The U.S. tested 67 nuclear weapons at Bikini and Enewetak atolls from 1946 to 1958.

“It was like 1.7 Hiroshima bombs going off every day for 12 years,” Foreign Minister Tony deBrum told the hearing Friday. He said a Marshall Islands petition for additional nuclear test compensation lodged with the U.S. Congress in 2000 has languished since, receiving no formal response from either the Bush Administration or the Congress.

“The United States has a moral obligation (to nuclear test victims), Faleomavaega said. “As a member of Congress, I want to ensure we make good (on our obligations). I will work with my colleagues to make good on our promises made to Marshallese more than 50 years ago when we started nuclear testing.”

But Faleomavaega said the Marshall Islands will have to help him convince other members of Congress that compensation is still due. The situation is further complicated by budget cuts forced by the wars in Iraq and Afghanistan.

Between 1986 and 2003, the U.S. government provided a $150 million trust fund to compensate the Marshall Islands for all clams past and future, and the U.S. State Department in a recent report to the U.S. Congress said bluntly that the U.S. has no legal obligation to provide more funding.

“The (compensation agreement) was woefully inadequate,” Nuclear Claims Tribunal official Philip Okney told Faleomavaega. Both personal injury and land damage claims have been adjudicated by the Tribunal, which was established by the Compact of Free Association between Washington and Majuro to address compensation needs. But about $2 billion in awards issued by the Tribunal remain unpaid for lack of compensation from the U.S.

“There are about $2 billion in total claims outstanding,” Bikini official Jack Niedenthal said. “Take the weekend off from the Iraq war and all the claims can be cleared.”

“The challenge before me is to come up with information to convince (key members of Congress),” Faleomavaega said. “How do I convince the U.S. Congress to fulfill its responsibility?”

Tribunal official Bill Graham said since the nuclear test compensation agreement was negotiated in the early 1980s, there is now “overwhelming evidence to dispute (the U.S. contention) that only four atolls were fallout-affected.
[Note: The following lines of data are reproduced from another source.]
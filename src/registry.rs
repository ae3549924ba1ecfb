//! Visualizer registry: names to producer + domain pairs.
//!
//! The registry is an explicit value owned by the host. Opening a scenario
//! runs the producer eagerly, loads the recording into a fresh [`Player`] and
//! hands back the type-erased [`Playback`] handle.

use std::collections::BTreeMap;
use std::rc::Rc;

use log::info;

use crate::domains::search::GraphSearch;
use crate::domains::sorting::SortAlgorithm;
use crate::domains::{ArrayDomain, GraphDomain, HeapDomain, StackDomain, heap, stack};
use crate::playback::{Clock, Playback, Player};
use crate::schema::{PlaybackConfig, Scenario, ScenarioError, ScenarioInput};
use crate::trace::{Domain, Recording};

/// Builds a loaded player for a validated scenario.
pub type BuildFn = fn(&Scenario, Box<dyn Clock>) -> Result<Box<dyn Playback>, ScenarioError>;

/// One registered visualizer.
#[derive(Clone)]
pub struct VisualizerEntry {
    pub name: &'static str,
    pub summary: &'static str,
    /// Expected [`ScenarioInput`] kind.
    pub input: &'static str,
    pub pseudocode: &'static [&'static str],
    build: BuildFn,
}

impl VisualizerEntry {
    pub fn new(
        name: &'static str,
        summary: &'static str,
        input: &'static str,
        pseudocode: &'static [&'static str],
        build: BuildFn,
    ) -> Self {
        Self {
            name,
            summary,
            input,
            pseudocode,
            build,
        }
    }
}

impl std::fmt::Debug for VisualizerEntry {
    fn fmt(&self, f: &mut std::fmt::Formatter<'_>) -> std::fmt::Result {
        f.debug_struct("VisualizerEntry")
            .field("name", &self.name)
            .field("input", &self.input)
            .finish_non_exhaustive()
    }
}

/// Name-keyed visualizer table.
#[derive(Debug, Default)]
pub struct VisualizerRegistry {
    entries: BTreeMap<&'static str, VisualizerEntry>,
}

impl VisualizerRegistry {
    /// Empty registry.
    pub fn new() -> Self {
        Self::default()
    }

    /// Registry with every built-in visualizer.
    pub fn with_builtin() -> Self {
        let mut registry = Self::new();
        let builtin = [
            VisualizerEntry::new(
                "bubble-sort",
                "Repeatedly swap adjacent out-of-order pairs",
                "array",
                SortAlgorithm::Bubble.pseudocode(),
                |s, c| open_sort(SortAlgorithm::Bubble, s, c),
            ),
            VisualizerEntry::new(
                "insertion-sort",
                "Shift each element left into the sorted prefix",
                "array",
                SortAlgorithm::Insertion.pseudocode(),
                |s, c| open_sort(SortAlgorithm::Insertion, s, c),
            ),
            VisualizerEntry::new(
                "selection-sort",
                "Select the minimum of the unsorted suffix",
                "array",
                SortAlgorithm::Selection.pseudocode(),
                |s, c| open_sort(SortAlgorithm::Selection, s, c),
            ),
            VisualizerEntry::new(
                "quick-sort",
                "Lomuto partitioning around the last element",
                "array",
                SortAlgorithm::Quick.pseudocode(),
                |s, c| open_sort(SortAlgorithm::Quick, s, c),
            ),
            VisualizerEntry::new(
                "stack",
                "Bounded LIFO stack operations",
                "stack",
                stack::STACK_OPERATIONS,
                open_stack,
            ),
            VisualizerEntry::new(
                "min-heap",
                "Binary min-heap insert and extract-min",
                "heap",
                heap::HEAP_OPERATIONS,
                open_heap,
            ),
            VisualizerEntry::new(
                "bfs",
                "Breadth-first search with shortest hop path",
                "graph",
                GraphSearch::Bfs.pseudocode(),
                |s, c| open_search(GraphSearch::Bfs, s, c),
            ),
            VisualizerEntry::new(
                "dijkstra",
                "Shortest weighted path with a lazy priority queue",
                "graph",
                GraphSearch::Dijkstra.pseudocode(),
                |s, c| open_search(GraphSearch::Dijkstra, s, c),
            ),
        ];
        for entry in builtin {
            registry.register(entry);
        }
        registry
    }

    /// Add or replace an entry. Returns the replaced entry, if any.
    pub fn register(&mut self, entry: VisualizerEntry) -> Option<VisualizerEntry> {
        self.entries.insert(entry.name, entry)
    }

    pub fn get(&self, name: &str) -> Option<&VisualizerEntry> {
        self.entries.get(name)
    }

    /// Entries in name order.
    pub fn iter(&self) -> impl Iterator<Item = &VisualizerEntry> {
        self.entries.values()
    }

    pub fn names(&self) -> impl Iterator<Item = &'static str> + '_ {
        self.entries.keys().copied()
    }

    pub fn len(&self) -> usize {
        self.entries.len()
    }

    pub fn is_empty(&self) -> bool {
        self.entries.is_empty()
    }

    /// Validate `scenario`, run its producer and return a loaded, paused player.
    pub fn open(
        &self,
        scenario: &Scenario,
        clock: Box<dyn Clock>,
    ) -> Result<Box<dyn Playback>, ScenarioError> {
        scenario.validate()?;
        let entry = self
            .get(&scenario.visualizer)
            .ok_or_else(|| ScenarioError::UnknownVisualizer(scenario.visualizer.clone()))?;
        if entry.input != scenario.input.kind() {
            return Err(mismatch(scenario, entry.input));
        }

        let player = (entry.build)(scenario, clock)?;
        info!(
            "Opened '{}' with {} steps",
            entry.name,
            player.total_steps()
        );
        Ok(player)
    }
}

fn mismatch(scenario: &Scenario, expected: &'static str) -> ScenarioError {
    ScenarioError::InputMismatch {
        visualizer: scenario.visualizer.clone(),
        expected,
        actual: scenario.input.kind(),
    }
}

fn load<D>(
    domain: D,
    recording: Recording<D::Kind, D::State>,
    config: &PlaybackConfig,
    clock: Box<dyn Clock>,
) -> Box<dyn Playback>
where
    D: Domain + 'static,
    D::Kind: 'static,
    D::State: 'static,
{
    let mut player = Player::new(domain, config, clock);
    player.load(recording);
    Box::new(player)
}

fn open_sort(
    algorithm: SortAlgorithm,
    scenario: &Scenario,
    clock: Box<dyn Clock>,
) -> Result<Box<dyn Playback>, ScenarioError> {
    let ScenarioInput::Array { pattern } = &scenario.input else {
        return Err(mismatch(scenario, "array"));
    };
    let values = pattern.generate();
    Ok(load(
        ArrayDomain,
        algorithm.run(&values),
        &scenario.playback,
        clock,
    ))
}

fn open_stack(
    scenario: &Scenario,
    clock: Box<dyn Clock>,
) -> Result<Box<dyn Playback>, ScenarioError> {
    let ScenarioInput::Stack { capacity, ops } = &scenario.input else {
        return Err(mismatch(scenario, "stack"));
    };
    Ok(load(
        StackDomain,
        stack::run_operations(*capacity, ops),
        &scenario.playback,
        clock,
    ))
}

fn open_heap(
    scenario: &Scenario,
    clock: Box<dyn Clock>,
) -> Result<Box<dyn Playback>, ScenarioError> {
    let ScenarioInput::Heap { ops } = &scenario.input else {
        return Err(mismatch(scenario, "heap"));
    };
    Ok(load(
        HeapDomain,
        heap::run_operations(ops),
        &scenario.playback,
        clock,
    ))
}

fn open_search(
    search: GraphSearch,
    scenario: &Scenario,
    clock: Box<dyn Clock>,
) -> Result<Box<dyn Playback>, ScenarioError> {
    let ScenarioInput::Graph {
        graph,
        source,
        target,
    } = &scenario.input
    else {
        return Err(mismatch(scenario, "graph"));
    };
    let recording = search.run(graph, *source, *target);
    let domain = GraphDomain::new(Rc::new(graph.clone()));
    Ok(load(domain, recording, &scenario.playback, clock))
}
The original settlement amount ($150 million) was pulled out of the air.”

Graham, who is an advocate for test-affected islanders at the Tribunal, said the Tribunal already determined that more than $500 million is needed just to clean up nuclear fallout-affected islands that the U.S. recognizes to the same standard as the U.S. EPA would use in the U.S.

But the U.S. message in refusing to act on Marshall Islands requests for additional funding is, “We don¹t deserve the same level of clean up as in the U.S.  I’m not talking about compensation or health care. This is just clean up to protect future generations.”

Health Minister Amenta Matthew, who represents Utrik islanders exposed to fallout from the 1954 Bravo hydrogen bomb, said that after a brief relocation immediately after Bravo, several hundred islanders were moved back to Utrik by the U.S. authorities within three months of the 15-megaton blast.

“This had fatal consequences,” she said. “It subjected people to high levels of radiation exposure (from living and eating food grown in a radioactive environment) thousands of times higher than allowed in the U.S.

She asked Faleomavaega to help establish a trust fund to support a nuclear clean up of her atoll.

Faleomavaega said he will continue to advocate for Marshall Islanders and if he’s re-elected in November will take matters up with the new U.S. president in 2009.

“It took over 50 years before my government offered a full apology to Japanese Americans for putting them in concentration camps during World War II,” he said, adding it took over 100 years for a formal U.S. government apology to Hawaiians for the U.S. Marine-led overthrow of the Hawaiian Queen Liliuokalani in 1898.

On the prospects for a new long-term agreement for use of the Reagan Test Site at Kwajalein Atoll, Foreign Minister deBrum said the landowners are open to negotiation a new “land use agreement” (LUA) needed to implement a government-to-government agreement giving the U.S. use of Kwajalein through 2066 and options to extend its use of the key missile range.

“The new government has pledged to conduct negotiations to arrive at a new LUA,” he said. But the U.S. must change its offer to the landowners, he indicated. The U.S. and the landowners are deadlocked by a mere $4 million annually for rent.

“It¹s not conducive for achieving a new LUA to go back with the same offer,” deBrum said.

But the Kwajalein picture has been complicated by the large-scale layoffs of Marshallese workers happening this year and planned for next year. The approximately 100 jobs to be cut this year will “affect 1,000 others on Ebeye,” deBrum said. “Life on Ebeye is already intolerable. This is going to exacerbate an already bad situation.”